Sept. 27 — The SEC is reviewing a measure for third parties to examine registered investment advisers, part of the agency's push to increase its IA oversight, Chairman Mary Jo White said Sept. 27.

Securities and Exchange Commission officials frequently say the investment-adviser examination program is underfunded and understaffed, and the agency has shifted examiners from broker-dealers to IAs to account for it (38 SLD, 2/26/16).

White has voiced support for an independent exam program for more than a year, and the three commissioners now have a full recommendation for a proposal from agency staff, she said at a Securities Industry and Financial Markets Association conference in Washington.
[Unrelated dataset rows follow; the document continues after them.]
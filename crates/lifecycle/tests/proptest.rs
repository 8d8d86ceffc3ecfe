//! Property-based tests for weft-lifecycle using proptest.

use proptest::prelude::*;
use std::rc::Rc;
use weft_core::{json, ClientError, Document, GraphQlError, InstanceKey, OperationResult, Variables};
use weft_lifecycle::{Context, QueryProps};
use weft_reactive::testing::{MockClient, ObservableCall, ObservableProbe};

const SLOTS: usize = 4;

#[derive(Clone, Debug)]
enum Op {
    Mount(usize),
    Unmount(usize),
    Rerender(usize, u8),
    Emit(usize, u8),
    Fail(usize),
    LateCallback(usize),
    Flush,
}

fn op_strategy() -> impl Strategy<Value = Op> {
    prop_oneof![
        (0..SLOTS).prop_map(Op::Mount),
        (0..SLOTS).prop_map(Op::Unmount),
        (0..SLOTS, 0u8..3).prop_map(|(s, v)| Op::Rerender(s, v)),
        (0..SLOTS, 0u8..3).prop_map(|(s, v)| Op::Emit(s, v)),
        (0..SLOTS).prop_map(Op::Fail),
        (0..16usize).prop_map(Op::LateCallback),
        Just(Op::Flush),
    ]
}

fn vars(n: u8) -> Variables {
    json!({ "n": n }).as_object().cloned().unwrap()
}

struct Mounted {
    props: QueryProps,
    probe: ObservableProbe,
}

struct Harness {
    ctx: Context,
    client: MockClient,
    slots: Vec<Option<Mounted>>,
    destroyed: Vec<(InstanceKey, ObservableProbe)>,
}

impl Harness {
    fn new() -> Self {
        let client = MockClient::new();
        Self {
            ctx: Context::default().with_client(Rc::new(client.clone())),
            client,
            slots: (0..SLOTS).map(|_| None).collect(),
            destroyed: Vec::new(),
        }
    }

    fn apply(&mut self, op: &Op) {
        match *op {
            Op::Mount(slot) => {
                if self.slots[slot].is_some() {
                    return;
                }
                let key = self.ctx.allocate_query_key(Some("slot"));
                let props = QueryProps::new(key.clone(), Document::new("query Q($n: Int) { n }"))
                    .with_variables(vars(0));
                self.ctx.init_query(props.clone()).unwrap();
                self.ctx.did_mount(&key).unwrap();
                let probe = self.client.last_observable().unwrap();
                self.slots[slot] = Some(Mounted { props, probe });
            }
            Op::Unmount(slot) => {
                if let Some(mounted) = self.slots[slot].take() {
                    assert!(self.ctx.destroy_query(&mounted.props.key));
                    self.destroyed.push((mounted.props.key, mounted.probe));
                }
            }
            Op::Rerender(slot, n) => {
                if let Some(mounted) = self.slots[slot].as_mut() {
                    mounted.props = mounted.props.clone().with_variables(vars(n));
                    self.ctx.will_receive_props(mounted.props.clone()).unwrap();
                }
            }
            Op::Emit(slot, n) => {
                if let Some(mounted) = &self.slots[slot] {
                    mounted.probe.emit(OperationResult::ready(json!({ "n": n })));
                }
            }
            Op::Fail(slot) => {
                if let Some(mounted) = &self.slots[slot] {
                    mounted
                        .probe
                        .fail(ClientError::graphql(vec![GraphQlError::new("boom")]));
                }
            }
            Op::LateCallback(index) => {
                if let Some((_, probe)) = self.destroyed.get(index) {
                    for emitter in probe.emitters() {
                        emitter.next();
                    }
                }
            }
            Op::Flush => {
                self.ctx.flush_all().unwrap();
            }
        }
    }

    fn check(&self) -> Result<(), TestCaseError> {
        for mounted in self.slots.iter().flatten() {
            prop_assert!(mounted.probe.subscriber_count() <= 1);
        }
        for (key, probe) in &self.destroyed {
            prop_assert_eq!(probe.subscriber_count(), 0);
            prop_assert!(self.ctx.query_snapshot(key).is_none());
            prop_assert!(!self.ctx.queries().contains(key));
        }
        prop_assert!(self.ctx.queries().active_subscriptions() <= self.ctx.queries().len());
        Ok(())
    }
}

proptest! {
    /// No sequence of lifecycle events leaves two subscriptions on one key,
    /// and destroyed instances never reappear in the store.
    #[test]
    fn at_most_one_subscription_per_key(ops in prop::collection::vec(op_strategy(), 1..60)) {
        let mut harness = Harness::new();
        for op in &ops {
            harness.apply(op);
            harness.check()?;
        }
        harness.ctx.flush_all().unwrap();
        harness.check()?;

        let live = harness.slots.iter().flatten().count();
        prop_assert_eq!(harness.ctx.store().queries().len(), live);
        prop_assert_eq!(harness.ctx.queries().active_subscriptions(), live);
    }

    /// Rendering with unchanged props touches nothing.
    #[test]
    fn unchanged_props_are_a_no_op(n in 0u8..10, renders in 1usize..5) {
        let mut harness = Harness::new();
        harness.apply(&Op::Mount(0));
        harness.apply(&Op::Rerender(0, n));
        let mounted = harness.slots[0].as_ref().unwrap();
        let calls = mounted.probe.calls();
        let props = mounted.props.clone();
        let key = props.key.clone();

        for _ in 0..renders {
            harness.ctx.will_receive_props(props.clone()).unwrap();
            prop_assert!(!harness.ctx.update_variables(&key, vars(n), &vars(n)).unwrap());
        }
        prop_assert_eq!(harness.slots[0].as_ref().unwrap().probe.calls(), calls);
    }

    /// Callbacks after unsubscribe never change the store.
    #[test]
    fn late_callbacks_do_not_mutate_store(emits in 1usize..8) {
        let mut harness = Harness::new();
        harness.apply(&Op::Mount(0));
        harness.apply(&Op::Mount(1));
        harness.apply(&Op::Unmount(0));
        harness.ctx.flush_all().unwrap();
        let revision = harness.ctx.store().revision();

        for _ in 0..emits {
            harness.apply(&Op::LateCallback(0));
        }
        let stats = harness.ctx.flush_all().unwrap();
        prop_assert_eq!(stats.applied, 0);
        prop_assert_eq!(stats.stale, emits);
        prop_assert_eq!(harness.ctx.store().revision(), revision);
    }

    /// A key can be destroyed and initialized again any number of times.
    #[test]
    fn destroy_then_init_reinitializes(cycles in 1usize..6) {
        let client = MockClient::new();
        let mut ctx = Context::default().with_client(Rc::new(client.clone()));
        let key = InstanceKey::new("q-reused").unwrap();
        let props = QueryProps::new(key.clone(), Document::new("{ ping }"));

        for cycle in 0..cycles {
            prop_assert!(ctx.init_query(props.clone()).unwrap());
            ctx.did_mount(&key).unwrap();
            let probe = client.last_observable().unwrap();
            prop_assert_eq!(client.observable_count(), cycle + 1);
            prop_assert_eq!(probe.subscriber_count(), 1);
            prop_assert!(ctx.query_snapshot(&key).unwrap().loading);

            probe.emit(OperationResult::ready(json!({ "ping": cycle })));
            ctx.flush_all().unwrap();
            prop_assert_eq!(ctx.query_snapshot(&key).unwrap().data.clone(), Some(json!({ "ping": cycle })));

            prop_assert!(ctx.destroy_query(&key));
            prop_assert_eq!(probe.subscriber_count(), 0);
            prop_assert_eq!(
                probe.count_calls(|c| *c == ObservableCall::Unsubscribe),
                1
            );
        }
        prop_assert!(ctx.queries().is_empty());
        prop_assert!(ctx.store().queries().is_empty());
    }
}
‘Can't Predict the Timing.'

White told reporters she “can't predict the timing” for a formal proposal, however.

The agency has repeatedly asked Congress to increase its budget for IA exams (27 SLD, 2/10/16). SEC examiners reach only about 10 percent of IAs in a given year, compared to nearly 50 percent of broker-dealers.

The SEC's Office of Compliance Inspections and Examinations moved roughly 75 exam staffers from broker-dealers to investment advisers earlier this year (48 SLD, 3/11/16).

Fiduciary Rule

The commissioners also have an outline of a fiduciary rule proposal, which would require broker-dealers to provide advice in their clients' best interest, but White said Sept. 27 not to expect a proposal “anytime soon.”

There are “different views among different commissioners” on the proposal, and White also cited its complexity and data-driven nature as reasons for its slow progress.

While IAs' recommendations must be in their clients' best interest, broker-dealers are required only to give suitable advice. The Labor Department has adopted a rule subjecting brokers to the best interest standard when giving retirement advice.

The SEC has had two vacant seats since the beginning of the year, which intensifies the remaining commissioners's influence over pending proposals..

“Clearly it’s optimal to have a full complement,” White told reporters. “There are some workload issues that are created when you don’t have a full complement. But if you look at all that we’ve accomplished this year with three, it’s a pretty impressive list.”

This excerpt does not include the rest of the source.